Никитин только головой покачал и языком прицокнул.

***

Титры: Фарахруд. Провинция Фарах. Афганистан.

3 июня 1988 года.

Офицеры добрались до курилки, плюхнулись на лавку, и Шура достал свою «Яву».

Некоторое время нервно дымили в молчании.

Первым нарушил его Шура:

- Вот блядь! – произнес он короткое слово, в узком смысле обозначающее продажную женщину, а в расширенном – отражающее необъятный спектр эмоций, от восторга до ненависти. В исполнении моего ротного оно было наполнено до краев только одним: лютой злостью.

Снова молчание.

В этот раз не выдержал Никитин:

- Какого хрена ему от нас надо?

Шура дососал свой бычок до фильтра и тут же прикурил от него новую сигарету.

- Очень толстого и длинного! Этот гад считает, что раз в той записке для Якдаста говорилось про деньги, то имелись в виду именно деньги. Настоящие ДЕНЬГИ, а не эти фантики! Кстати, не желаешь полюбоваться?

Шура выудил из кармана несколько пестрых бумажек и протянул Никитину.

- «Banco deArgentina…10000 Australes…» – с удивлением прочитал тот, - Что это такое? И откуда они у тебя?

- Этот козел тряс передо мной пачкой, она рассыпалась, я помогал собирать. Ну, и оставил себе чуть-чуть на память.

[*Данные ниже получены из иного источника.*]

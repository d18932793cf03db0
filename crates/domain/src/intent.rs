//! State change requests: what an operator asks a plug to do.

use serde::{Deserialize, Serialize};

use crate::plug_state::PlugState;

/// Operator intent for one control request.
#[derive(Debug, Clone, Copy, PartialEq, Eq, Hash, Serialize, Deserialize)]
#[serde(rename_all = "lowercase")]
pub enum StateChangeRequest {
    /// Turn the plug on.
    Activate,
    /// Turn the plug off.
    Deactivate,
    /// Flip the current state; needs a read before the write.
    Toggle,
}

impl StateChangeRequest {
    /// The state to write when it does not depend on the current one.
    ///
    /// Returns `None` for [`Toggle`](Self::Toggle), whose target is the
    /// negation of the state read from the device.
    #[must_use]
    pub const fn fixed_target(self) -> Option<PlugState> {
        match self {
            Self::Activate => Some(PlugState::ON),
            Self::Deactivate => Some(PlugState::OFF),
            Self::Toggle => None,
        }
    }

    /// Whether the current state must be read before writing.
    #[must_use]
    pub const fn requires_read(self) -> bool {
        self.fixed_target().is_none()
    }

    /// Lowercase name used in URLs and logs.
    #[must_use]
    pub const fn as_str(self) -> &'static str {
        match self {
            Self::Activate => "activate",
            Self::Deactivate => "deactivate",
            Self::Toggle => "toggle",
        }
    }
}

impl std::fmt::Display for StateChangeRequest {
    fn fmt(&self, f: &mut std::fmt::Formatter<'_>) -> std::fmt::Result {
        f.write_str(self.as_str())
    }
}
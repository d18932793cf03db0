//! Startup privilege check.

/// Failures that stop the daemon before it serves requests.
#[derive(Debug, thiserror::Error)]
pub enum StartupError {
    /// The process runs with a non-zero effective uid.
    #[error("plughubd must run as root to use the BLE adapter (effective uid {euid})")]
    NotRoot {
        /// Effective uid of the process.
        euid: u32,
    },
    /// The platform has no notion of an effective uid.
    #[error("cannot determine process privileges on this platform")]
    Unsupported,
}

/// Fail unless the process runs with effective uid 0.
///
/// # Errors
///
/// Returns [`StartupError::NotRoot`] for any other uid, or
/// [`StartupError::Unsupported`] on platforms without uids.
pub fn ensure_root() -> Result<(), StartupError> {
    match effective_uid() {
        Some(euid) => check(euid),
        None => Err(StartupError::Unsupported),
    }
}

fn check(euid: u32) -> Result<(), StartupError> {
    if euid == 0 {
        Ok(())
    } else {
        Err(StartupError::NotRoot { euid })
    }
}

#[cfg(unix)]
fn effective_uid() -> Option<u32> {
    Some(nix::unistd::geteuid().as_raw())
}

#[cfg(not(unix))]
fn effective_uid() -> Option<u32> {
    None
}

#[cfg(test)]
mod tests {
    use super::*;

    #[test]
    fn should_accept_root() {
        assert!(check(0).is_ok());
    }

    #[test]
    fn should_reject_regular_user() {
        let err = check(1000).unwrap_err();
        assert!(matches!(err, StartupError::NotRoot { euid: 1000 }));
        assert_eq!(
            err.to_string(),
            "plughubd must run as root to use the BLE adapter (effective uid 1000)"
        );
    }

    /// `/proc/self/status` reports `Uid: real effective saved fs`.
    #[cfg(target_os = "linux")]
    fn kernel_effective_uid() -> u32 {
        let status = std::fs::read_to_string("/proc/self/status").unwrap();
        let line = status
            .lines()
            .find(|line| line.starts_with("Uid:"))
            .unwrap();
        line.split_whitespace().nth(2).unwrap().parse().unwrap()
    }

    #[cfg(target_os = "linux")]
    #[test]
    fn should_agree_with_kernel_effective_uid() {
        let euid = kernel_effective_uid();
        assert_eq!(effective_uid(), Some(euid));
        assert_eq!(ensure_root().is_ok(), euid == 0);
    }
}
//! Retry policy for transient BLE disconnects.
//!
//! Wraps the two radio operations where link loss is expected (scanning and
//! connecting). Only [`PlugError::Disconnected`] is retried; every other
//! error is returned on the first occurrence.

use std::future::Future;
use std::time::Duration;

use plughub_domain::error::PlugError;

/// Bounded retry-on-disconnect.
#[derive(Debug, Clone, Copy, PartialEq, Eq)]
pub struct RetryPolicy {
    max_attempts: u32,
    delay: Duration,
}

impl Default for RetryPolicy {
    fn default() -> Self {
        Self {
            max_attempts: Self::DEFAULT_MAX_ATTEMPTS,
            delay: Duration::ZERO,
        }
    }
}

impl RetryPolicy {
    /// One initial attempt plus four retries.
    pub const DEFAULT_MAX_ATTEMPTS: u32 = 5;

    /// Create a policy making at most `max_attempts` attempts in total,
    /// sleeping `delay` between them.
    ///
    /// `max_attempts` is clamped to at least one.
    #[must_use]
    pub fn new(max_attempts: u32, delay: Duration) -> Self {
        Self {
            max_attempts: max_attempts.max(1),
            delay,
        }
    }

    /// Total number of attempts, including the first one.
    #[must_use]
    pub fn max_attempts(&self) -> u32 {
        self.max_attempts
    }

    /// Pause between two attempts.
    #[must_use]
    pub fn delay(&self) -> Duration {
        self.delay
    }

    /// Run `operation`, retrying it while it fails with a disconnect.
    ///
    /// # Errors
    ///
    /// Returns the last [`PlugError::Disconnected`] once all attempts are
    /// used, or any other error as soon as it occurs.
    pub async fn run<T, F, Fut>(
        &self,
        name: &'static str,
        mut operation: F,
    ) -> Result<T, PlugError>
    where
        F: FnMut() -> Fut,
        Fut: Future<Output = Result<T, PlugError>>,
    {
        let mut attempt = 1;
        loop {
            match operation().await {
                Err(err) if err.is_disconnected() && attempt < self.max_attempts => {
                    tracing::warn!(
                        operation = name,
                        attempt,
                        max_attempts = self.max_attempts,
                        error = %err,
                        "BLE device disconnected, retrying"
                    );
                    if !self.delay.is_zero() {
                        tokio::time::sleep(self.delay).await;
                    }
                    attempt += 1;
                }
                Err(err) if err.is_disconnected() => {
                    tracing::warn!(
                        operation = name,
                        attempts = attempt,
                        error = %err,
                        "BLE device disconnected, giving up"
                    );
                    return Err(err);
                }
                result => return result,
            }
        }
    }
}
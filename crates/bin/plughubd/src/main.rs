//! # plughubd: plughub daemon
//!
//! Composition root that wires the BLE transport to the HTTP API and starts
//! the server.
//!
//! ## Responsibilities
//! - Parse configuration (env vars, config file)
//! - Install the `tracing` subscriber
//! - Refuse to start without the privileges the BLE stack needs
//! - Open the BLE adapter and construct the plug service around it
//! - Build the axum router, injecting the service
//! - Bind to a TCP port and serve
//! - Handle graceful shutdown (SIGTERM/SIGINT)
//!
//! ## Dependency rule
//! This is the **only** crate that depends on all other crates.
//! It is the wiring layer; no domain logic belongs here.

mod config;
mod privileges;

use plughub_adapter_ble::BleTransport;
use plughub_adapter_http_axum::state::AppState;
use plughub_app::services::plug_service::PlugService;

use crate::config::Config;

#[tokio::main]
async fn main() -> Result<(), Box<dyn std::error::Error>> {
    let config = Config::load()?;

    tracing_subscriber::fmt()
        .with_env_filter(tracing_subscriber::EnvFilter::new(&config.logging.filter))
        .init();

    if config.privileges.require_root {
        if let Err(err) = privileges::ensure_root() {
            tracing::error!(error = %err, "startup aborted");
            return Err(err.into());
        }
    }

    // Transport
    let transport = BleTransport::new(config.ble.clone()).await?;

    // Services
    let plug_service = PlugService::new(transport, config.retry_policy(), config.scan_duration());

    // HTTP
    let app = plughub_adapter_http_axum::router::build(AppState::new(plug_service));

    let bind_addr = config.bind_addr();
    let listener = tokio::net::TcpListener::bind(&bind_addr).await?;
    tracing::info!(%bind_addr, "plughubd listening");

    axum::serve(listener, app)
        .with_graceful_shutdown(shutdown_signal())
        .await?;

    tracing::info!("plughubd stopped");
    Ok(())
}

async fn shutdown_signal() {
    let ctrl_c = async {
        if let Err(err) = tokio::signal::ctrl_c().await {
            tracing::warn!(error = %err, "failed to listen for ctrl-c");
            std::future::pending::<()>().await;
        }
    };

    #[cfg(unix)]
    let terminate = async {
        match tokio::signal::unix::signal(tokio::signal::unix::SignalKind::terminate()) {
            Ok(mut signal) => {
                signal.recv().await;
            }
            Err(err) => {
                tracing::warn!(error = %err, "failed to listen for SIGTERM");
                std::future::pending::<()>().await;
            }
        }
    };

    #[cfg(not(unix))]
    let terminate = std::future::pending::<()>();

    tokio::select! {
        () = ctrl_c => {},
        () = terminate => {},
    }

    tracing::info!("shutdown signal received");
}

- Ты что? Он же их пересчитает и хватится!

- Не хватится, - уверенно возразил Шура.

- Почему?

- Полюбовался? Давай сюда, - Шура забрал у него бумажки, – А теперь главное: чурка эта грёбаная считает, что там были настоящие ДЕНЬГИ, возможно даже не афгани, а что-то получше, и мы с тобой поделили их между собой! Ну, возможно, что-то отстегнули старшине.

Никитин присвистнул. Круто, однако!

- А Петрович?

- Что – Петрович? Он, конечно, его чуть не за грудки, видно, что еле сдержался, чтобы в пятак не заехать. Я, рычит, за своих офицеров… Ты пойми, ему самому сейчас жизни не дадут. Каримбетов злопамятен, как гадюка, сегодняшнего позора он ему никогда не простит, будет пакостить, где только можно. Н-да, - Шура глубоко затянулся, - цугцванг.

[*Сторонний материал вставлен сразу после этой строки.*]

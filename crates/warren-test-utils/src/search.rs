//! Reference A* search built on the Warren components.
//!
//! Adjacency lists live in a [`SlabAllocator`], the frontier is an
//! [`OpenSet`] keyed through the context's own [`NodeTable`], a
//! [`HierarchicalBitSet`] records which nodes the search touched so only
//! those are reset, and paths come back in pooled [`CircularBuffer`]s.

use warren_bitset::{BitSetError, HierarchicalBitSet};
use warren_core::{AllocatorKind, NodeIndex, NodeTable, View};
use warren_heap::{HeapConfig, HeapError, OpenSet, TieBreak};
use warren_ring::{CircularBuffer, RingError, RingPool, RingPoolConfig};
use warren_slab::{SlabAllocator, SlabConfig, SlabError, SlabHandle};

use crate::grid::{Edge, Grid};

/// Any failure from the components a search composes.
#[derive(Debug, thiserror::Error)]
pub enum SearchError {
    #[error(transparent)]
    Heap(#[from] HeapError),
    #[error(transparent)]
    Slab(#[from] SlabError),
    #[error(transparent)]
    BitSet(#[from] BitSetError),
    #[error(transparent)]
    Ring(#[from] RingError),
}

/// Per-node outgoing edges stored as slab allocations.
#[derive(Debug)]
pub struct Adjacency {
    edges: SlabAllocator<Edge>,
    lists: Vec<SlabHandle>,
}

impl Adjacency {
    pub fn build(grid: &Grid) -> Result<Self, SlabError> {
        let mut edges = SlabAllocator::new(SlabConfig::new(AllocatorKind::Persistent))?;
        let mut lists = Vec::with_capacity(grid.len());
        for i in 0..grid.len() {
            let neighbours = grid.neighbours(NodeIndex(i as u32));
            lists.push(edges.allocate_from(&neighbours)?);
        }
        Ok(Self { edges, lists })
    }

    pub fn edges(&self, node: NodeIndex) -> Result<View<'_, Edge>, SlabError> {
        self.edges.get_span(self.lists[node.index()])
    }

    /// Replace `node`'s edge list, reallocating its block if needed.
    pub fn replace(&mut self, node: NodeIndex, edges: &[Edge]) -> Result<(), SlabError> {
        let handle = self.edges.realloc(self.lists[node.index()], edges.len())?;
        self.edges.get_span_mut(handle)?.copy_from(edges);
        self.lists[node.index()] = handle;
        Ok(())
    }

    /// Rebuild the edge lists of `node` and its orthogonal neighbours from
    /// the grid, after a wall or penalty change at `node`.
    pub fn refresh_around(&mut self, grid: &Grid, node: NodeIndex) -> Result<(), SlabError> {
        let (x, y) = grid.coords(node);
        let around = [
            Some((x, y)),
            x.checked_sub(1).map(|x| (x, y)),
            (x + 1 < grid.width()).then(|| (x + 1, y)),
            y.checked_sub(1).map(|y| (x, y)),
            (y + 1 < grid.height()).then(|| (x, y + 1)),
        ];
        for (cx, cy) in around.into_iter().flatten() {
            let cell = grid.node(cx, cy);
            self.replace(cell, &grid.neighbours(cell))?;
        }
        Ok(())
    }

    pub fn slab(&self) -> &SlabAllocator<Edge> {
        &self.edges
    }
}

/// A found path, start first.
#[derive(Debug)]
pub struct Path {
    pub cost: u32,
    pub nodes: CircularBuffer<NodeIndex>,
}

/// Reusable per-agent search state.
///
/// Holds a private copy of the grid's node table taken at construction;
/// later wall changes on the grid are not seen by the table, only by the
/// adjacency lists.
#[derive(Debug)]
pub struct SearchContext {
    table: NodeTable,
    open: OpenSet,
    touched: HierarchicalBitSet,
    paths: RingPool<NodeIndex>,
}

impl SearchContext {
    pub fn new(grid: &Grid, tie_break: TieBreak) -> Result<Self, SearchError> {
        Ok(Self {
            table: grid.table().clone(),
            open: OpenSet::new(HeapConfig::new(tie_break))?,
            touched: HierarchicalBitSet::new_in(grid.len(), AllocatorKind::Temp)?,
            paths: RingPool::new(RingPoolConfig::default())?,
        })
    }

    /// Cheapest path from `start` to `goal`, or `None` if unreachable.
    pub fn find_path(
        &mut self,
        grid: &Grid,
        adjacency: &Adjacency,
        start: NodeIndex,
        goal: NodeIndex,
    ) -> Result<Option<Path>, SearchError> {
        self.reset();
        if !self.table[start].walkable || !self.table[goal].walkable {
            return Ok(None);
        }

        let h = grid.heuristic(start, goal);
        self.table[start].g = 0;
        self.table[start].h = h;
        self.touched.set(start.index());
        self.open.add(&mut self.table, start, 0, h)?;

        while let Some(current) = self.open.try_remove(&mut self.table) {
            if current.node == goal {
                return Ok(Some(self.trace(goal, current.g)));
            }
            self.table[current.node].closed = true;

            for edge in adjacency.edges(current.node)?.iter() {
                let g = current.g + edge.cost;
                let next = &mut self.table[edge.to];
                if next.closed || !next.walkable || g >= next.g {
                    continue;
                }
                let h = grid.heuristic(edge.to, goal);
                next.g = g;
                next.h = h;
                next.parent = Some(current.node);
                self.touched.set(edge.to.index());
                self.open.add(&mut self.table, edge.to, g, h)?;
            }
        }
        Ok(None)
    }

    /// Hand a path's buffer back for reuse.
    pub fn recycle(&mut self, path: Path) {
        self.paths.give(path.nodes);
    }

    pub fn table(&self) -> &NodeTable {
        &self.table
    }

    /// Nodes the last search wrote state to.
    pub fn touched(&self) -> &HierarchicalBitSet {
        &self.touched
    }

    pub fn pool(&self) -> &RingPool<NodeIndex> {
        &self.paths
    }

    fn trace(&mut self, goal: NodeIndex, cost: u32) -> Path {
        let mut nodes = self.paths.take();
        let mut at = Some(goal);
        while let Some(node) = at {
            nodes.push_start(node);
            at = self.table[node].parent;
        }
        Path { cost, nodes }
    }

    fn reset(&mut self) {
        self.open.clear(&mut self.table);
        for i in self.touched.iter() {
            self.table.reset_node(NodeIndex(i));
        }
        self.touched.clear();
    }
}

- Что? – не понял Никитин.

- Ах, да, ты же у нас в шахматы не играешь. «Цугцвангом» называется такая позиция, когда любой ход заведомо ухудшает твое и без того дерьмовое положение. Ты сам посуди: то, что у «гонца» не было ничего другого, кроме этих грёбаных «фантиков», могут подтвердить только эти трое твоих хохлов. Но тем самым они обеспечивают себе путевку в дисбат. А теперь представь: вызывает наших «щирых парубков» Каримбетов, и предлагает на выбор: продолжить службу за колючей проволокой или оговорить нас. Мол, была валюта, но ее товарищи капитан со старшим лейтенантом себе забрали! А у них, между прочим, дембель на носу… Как ты думаешь, что они выберут?

- Сам знаешь, что выберут.

- Верно. Теперь рассмотрим второй вариант: мы не сдаем этих бандеровцев, и сами они, конечно, будут молчать. Тогда мы с тобой надолго остаемся под подозрением в мародерстве и чуть ли не в измене Родине.

- А это еще почему?

- А на фига нам эта валюта в Союзе? Наш бабай не сомневается, что мы

намыливаемся спустить ее в Лас-Вегасе. Хорошо, если этим все ограничится.

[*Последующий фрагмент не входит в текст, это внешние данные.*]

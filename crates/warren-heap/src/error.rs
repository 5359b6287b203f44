//! Open-set error types.

/// Errors that can occur during open-set operations.
#[derive(Clone, Debug, PartialEq, Eq, thiserror::Error)]
pub enum HeapError {
    /// The heap reached its configured maximum size.
    ///
    /// Heap positions are stored on every node record, so the heap cannot
    /// grow past what a slot can represent. Hitting this limit means the
    /// graph is too large for one search or the search is not terminating.
    #[error(
        "open set capacity exceeded: {capacity} nodes queued \
         (graph too large or search not terminating)"
    )]
    CapacityExceeded {
        /// The configured maximum number of queued nodes.
        capacity: usize,
    },
    /// A [`HeapConfig`](crate::HeapConfig) failed validation.
    #[error("invalid open set config: {reason}")]
    InvalidConfig {
        /// What was wrong with the config.
        reason: String,
    },
    /// The debug validator found a broken heap invariant.
    #[error("open set invariant violated at position {position}: {reason}")]
    Corrupted {
        /// Heap position where the violation was found.
        position: usize,
        /// Description of the violation.
        reason: String,
    },
}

- А что еще может быть? – удивился Никитин.

- Все, что угодно. Я же сказал, что Каримбетов никогда, ничего и никому не прощает. Подкинут десятидолларовую бумажку, и нам – хана!

- И что нам теперь делать? – на душе стало совсем гадко.

- Бдить! Оглянись вокруг себя, не дерет ли кто тебя? Почаще проверяй свои вещи на наличие посторонних предметов. Присмотрись к личному составу – наверняка у грёбаного бабая есть стукачи в нашей роте. Директива такая: не щелкать клювом.

- Перспектива, однако…

- Да уж…

Некоторое время снова молча дымили «Явой».

- Ладно, не бзди - прорвемся, - хлопнул Никитина по плечу Шура, – Иди, мойся, отдыхай. Да, не забудь, сегодня в двадцать два ноль-ноль у Карася банкет в Ленкомнате. Сын у него родился. Заходи, он звал.

- Куда он так торопиться размножаться? Всего два года как из училища, - откровенно недоумевал Никитин.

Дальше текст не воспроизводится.